Georgette Heyer’s novel Charity Girl, originally published in 1970, is the story of Ashley Carrington, Viscount Desford’s entanglement with Charity “Cherry” Steane.
Desford’s father wishes Desford, who is approaching thirty, had married family friend Henrietta Silverdale, known affectionately as Hetta, but Desford and Hetta insist, rather too much, that they were not in love. At a party where the Lady Bugle schemes to help her daughter catch the eligible Desford, Desford spots Cherry watching the party from upstairs. He learns through conversation that Cherry is a virtual Cinderella in the Bugle household.
The next day he sees her walking toward London with a suitcase, determined to run away from her Aunt Bugle. When Desford cannot persuade her to return to her aunt, he takes her to London to find her grandfather, the notoriously nasty Lord Nettlecombe, only to learn Nettlecombe is not in London. Desperate to help Cherry, Desford takes her to his friend Hetta, where the Silverdales take care of Cherry while Desford searches for Lord Nettlecombe. Tongues start wagging—why is Desford so interested in helping the girl? Can it be that he has fallen in love with a charity girl?

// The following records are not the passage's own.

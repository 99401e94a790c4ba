//! Sunrise and sunset for the configured location, via `sun_times`.

use crate::config::LocationConfig;
use chrono::{DateTime, Datelike, Duration as ChronoDuration, NaiveDate, Utc};
use std::time::Duration;

// 3/21 與 9/23 的年序日
const MARCH_EQUINOX_ORDINAL: u32 = 80;
const SEPTEMBER_EQUINOX_ORDINAL: u32 = 266;

#[derive(Debug, Clone, Copy, PartialEq, Eq)]
pub enum Daylight {
    /// Midnight sun
    AlwaysUp,
    /// Polar night
    AlwaysDown,
    Window {
        sunrise: DateTime<Utc>,
        sunset: DateTime<Utc>,
    },
}

impl Daylight {
    pub fn contains(&self, instant: DateTime<Utc>) -> bool {
        match *self {
            Daylight::AlwaysUp => true,
            Daylight::AlwaysDown => false,
            Daylight::Window { sunrise, sunset } => sunrise <= instant && instant < sunset,
        }
    }
}

/// Solar events around the solar noon of `date` (UTC) at `location`.
/// Longitude is east-positive; elevation in metres lowers the apparent horizon.
pub fn daylight(date: NaiveDate, location: &LocationConfig) -> Daylight {
    match sun_times::sun_times(
        date,
        location.latitude,
        location.longitude,
        location.elevation.max(0.0),
    ) {
        Some((sunrise, sunset)) => Daylight::Window { sunrise, sunset },
        None => polar(date, location.latitude),
    }
}

/// No sunrise at all: the sun stays up in the hemisphere it is over.
fn polar(date: NaiveDate, latitude: f64) -> Daylight {
    let sun_north =
        (MARCH_EQUINOX_ORDINAL..SEPTEMBER_EQUINOX_ORDINAL).contains(&date.ordinal());
    if sun_north == (latitude >= 0.0) {
        Daylight::AlwaysUp
    } else {
        Daylight::AlwaysDown
    }
}

// A UTC date's window can start the previous day far east or end the next day
// far west, so look at the neighbours too.
fn neighbourhood(now: DateTime<Utc>, location: &LocationConfig) -> impl Iterator<Item = Daylight> {
    let today = now.date_naive();
    let location = *location;
    (-1..=2).filter_map(move |offset| {
        today
            .checked_add_signed(ChronoDuration::days(offset))
            .map(|date| daylight(date, &location))
    })
}

pub fn is_daytime(now: DateTime<Utc>, location: &LocationConfig) -> bool {
    if daylight(now.date_naive(), location) == Daylight::AlwaysUp {
        return true;
    }
    neighbourhood(now, location).any(|d| matches!(d, Daylight::Window { .. }) && d.contains(now))
}

/// The first sunrise strictly after `now`, if one happens within two days.
pub fn next_sunrise(now: DateTime<Utc>, location: &LocationConfig) -> Option<DateTime<Utc>> {
    neighbourhood(now, location)
        .filter_map(|d| match d {
            Daylight::Window { sunrise, .. } if sunrise > now => Some(sunrise),
            _ => None,
        })
        .min()
}

pub fn until_next_sunrise(now: DateTime<Utc>, location: &LocationConfig) -> Option<Duration> {
    next_sunrise(now, location).and_then(|sunrise| (sunrise - now).to_std().ok())
}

I have to confess myself disappointed with this novel. I know many consider one of Georgette Heyer’s strengths her facility with Regency slang, but I found much of it incomprehensible, even with my Kindle dictionary.
While the language does lend authenticity to the story, it did curtail my enjoyment. I think most readers will guess the ending by the end of the first chapter, which is not necessarily a bad thing, and the fun is in how the characters will figure out what they already know.
Desford spends much of the novel traipsing all over England trying to help locate Cherry’s grandfather. He’s a gentleman to be sure, but he went to an awful lot of trouble to help a girl he barely knows. Cherry is never fully fleshed out as a character. Somewhat dull and submissive, she never emerges as a likable character in the same way as smart, kind Hetta does.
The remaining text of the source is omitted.